[Saved data entries]
- - - -
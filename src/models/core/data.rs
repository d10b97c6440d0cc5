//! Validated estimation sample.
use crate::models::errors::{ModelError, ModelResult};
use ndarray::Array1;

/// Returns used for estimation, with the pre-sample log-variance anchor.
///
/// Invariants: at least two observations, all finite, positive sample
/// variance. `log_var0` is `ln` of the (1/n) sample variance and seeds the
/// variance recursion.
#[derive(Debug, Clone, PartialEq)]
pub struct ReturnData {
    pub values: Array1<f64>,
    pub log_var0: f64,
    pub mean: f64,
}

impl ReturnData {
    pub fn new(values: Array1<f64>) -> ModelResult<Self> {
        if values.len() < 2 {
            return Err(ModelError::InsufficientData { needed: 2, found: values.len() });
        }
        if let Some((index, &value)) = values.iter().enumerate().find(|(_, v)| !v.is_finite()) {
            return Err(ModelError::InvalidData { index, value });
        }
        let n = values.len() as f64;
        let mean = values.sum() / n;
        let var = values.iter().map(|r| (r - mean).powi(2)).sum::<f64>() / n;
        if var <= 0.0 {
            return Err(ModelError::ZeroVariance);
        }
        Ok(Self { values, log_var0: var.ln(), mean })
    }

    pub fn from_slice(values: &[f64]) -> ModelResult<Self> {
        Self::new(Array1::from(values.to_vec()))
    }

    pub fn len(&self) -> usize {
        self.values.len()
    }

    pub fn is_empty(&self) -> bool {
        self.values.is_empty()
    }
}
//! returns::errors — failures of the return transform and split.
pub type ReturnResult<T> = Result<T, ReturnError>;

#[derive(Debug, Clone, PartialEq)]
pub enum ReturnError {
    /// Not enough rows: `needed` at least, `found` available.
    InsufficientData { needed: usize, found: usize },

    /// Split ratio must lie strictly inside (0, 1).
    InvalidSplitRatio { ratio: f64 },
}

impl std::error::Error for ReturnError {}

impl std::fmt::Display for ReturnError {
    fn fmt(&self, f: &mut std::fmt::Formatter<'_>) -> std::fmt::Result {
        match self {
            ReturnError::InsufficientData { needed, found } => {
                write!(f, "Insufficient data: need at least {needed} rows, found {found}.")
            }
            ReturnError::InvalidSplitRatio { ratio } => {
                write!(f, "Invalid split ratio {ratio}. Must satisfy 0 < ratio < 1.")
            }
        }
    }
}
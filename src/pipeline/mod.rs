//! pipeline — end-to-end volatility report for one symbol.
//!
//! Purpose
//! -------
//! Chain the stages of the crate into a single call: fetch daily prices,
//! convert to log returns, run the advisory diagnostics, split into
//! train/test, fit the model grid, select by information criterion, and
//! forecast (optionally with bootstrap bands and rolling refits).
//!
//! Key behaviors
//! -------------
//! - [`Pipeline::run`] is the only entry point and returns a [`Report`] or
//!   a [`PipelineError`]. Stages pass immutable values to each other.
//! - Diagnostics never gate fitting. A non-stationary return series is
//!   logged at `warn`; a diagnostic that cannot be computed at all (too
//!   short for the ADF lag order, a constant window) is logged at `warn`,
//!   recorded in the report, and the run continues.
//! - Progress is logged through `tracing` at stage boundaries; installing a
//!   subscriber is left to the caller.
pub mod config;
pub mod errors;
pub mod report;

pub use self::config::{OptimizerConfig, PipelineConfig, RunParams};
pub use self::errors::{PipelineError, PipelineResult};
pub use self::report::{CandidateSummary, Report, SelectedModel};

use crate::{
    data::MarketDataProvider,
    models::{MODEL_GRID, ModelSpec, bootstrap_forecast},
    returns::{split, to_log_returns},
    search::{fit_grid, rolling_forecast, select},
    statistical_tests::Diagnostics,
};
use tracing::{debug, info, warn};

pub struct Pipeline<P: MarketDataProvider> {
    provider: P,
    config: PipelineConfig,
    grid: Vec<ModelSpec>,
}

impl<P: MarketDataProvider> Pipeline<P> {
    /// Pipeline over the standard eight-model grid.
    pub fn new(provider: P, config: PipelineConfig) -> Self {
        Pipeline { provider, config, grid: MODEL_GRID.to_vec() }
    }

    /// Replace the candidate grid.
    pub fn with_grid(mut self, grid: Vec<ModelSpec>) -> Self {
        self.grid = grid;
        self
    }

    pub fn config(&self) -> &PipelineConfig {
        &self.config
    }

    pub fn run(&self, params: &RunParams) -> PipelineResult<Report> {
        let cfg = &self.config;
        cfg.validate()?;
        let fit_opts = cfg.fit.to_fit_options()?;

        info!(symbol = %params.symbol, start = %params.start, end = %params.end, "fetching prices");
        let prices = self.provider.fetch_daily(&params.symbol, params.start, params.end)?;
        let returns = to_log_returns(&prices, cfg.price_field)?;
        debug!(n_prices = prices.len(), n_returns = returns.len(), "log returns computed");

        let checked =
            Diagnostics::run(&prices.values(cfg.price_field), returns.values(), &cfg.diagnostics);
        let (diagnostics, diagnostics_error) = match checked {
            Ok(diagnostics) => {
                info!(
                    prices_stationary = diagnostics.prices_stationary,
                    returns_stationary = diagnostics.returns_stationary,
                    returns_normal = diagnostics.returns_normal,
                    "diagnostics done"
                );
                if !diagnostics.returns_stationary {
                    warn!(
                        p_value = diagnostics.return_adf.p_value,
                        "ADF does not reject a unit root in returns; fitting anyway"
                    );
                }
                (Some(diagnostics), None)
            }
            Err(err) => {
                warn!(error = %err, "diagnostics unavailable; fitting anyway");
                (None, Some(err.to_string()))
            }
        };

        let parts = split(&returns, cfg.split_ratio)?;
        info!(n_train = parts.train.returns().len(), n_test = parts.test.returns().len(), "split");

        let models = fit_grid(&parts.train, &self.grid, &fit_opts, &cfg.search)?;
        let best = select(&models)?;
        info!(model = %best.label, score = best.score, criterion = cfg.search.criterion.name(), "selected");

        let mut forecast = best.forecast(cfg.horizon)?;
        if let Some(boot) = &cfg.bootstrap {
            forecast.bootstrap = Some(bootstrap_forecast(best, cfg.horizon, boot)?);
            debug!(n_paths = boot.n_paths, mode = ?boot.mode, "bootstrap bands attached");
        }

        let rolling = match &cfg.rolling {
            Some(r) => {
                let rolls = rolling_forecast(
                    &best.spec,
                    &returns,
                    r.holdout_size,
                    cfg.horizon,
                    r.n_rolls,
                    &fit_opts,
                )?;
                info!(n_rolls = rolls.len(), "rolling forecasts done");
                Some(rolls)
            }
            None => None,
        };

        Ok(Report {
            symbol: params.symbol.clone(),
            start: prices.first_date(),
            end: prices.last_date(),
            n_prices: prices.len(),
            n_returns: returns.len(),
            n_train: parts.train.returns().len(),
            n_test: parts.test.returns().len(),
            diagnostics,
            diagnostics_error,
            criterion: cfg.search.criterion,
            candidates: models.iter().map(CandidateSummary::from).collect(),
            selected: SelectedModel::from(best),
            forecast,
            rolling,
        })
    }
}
- - - -
Activity: If a line of the records above contains the word "crate", count it; then give the total and nothing more.

Task answer: 3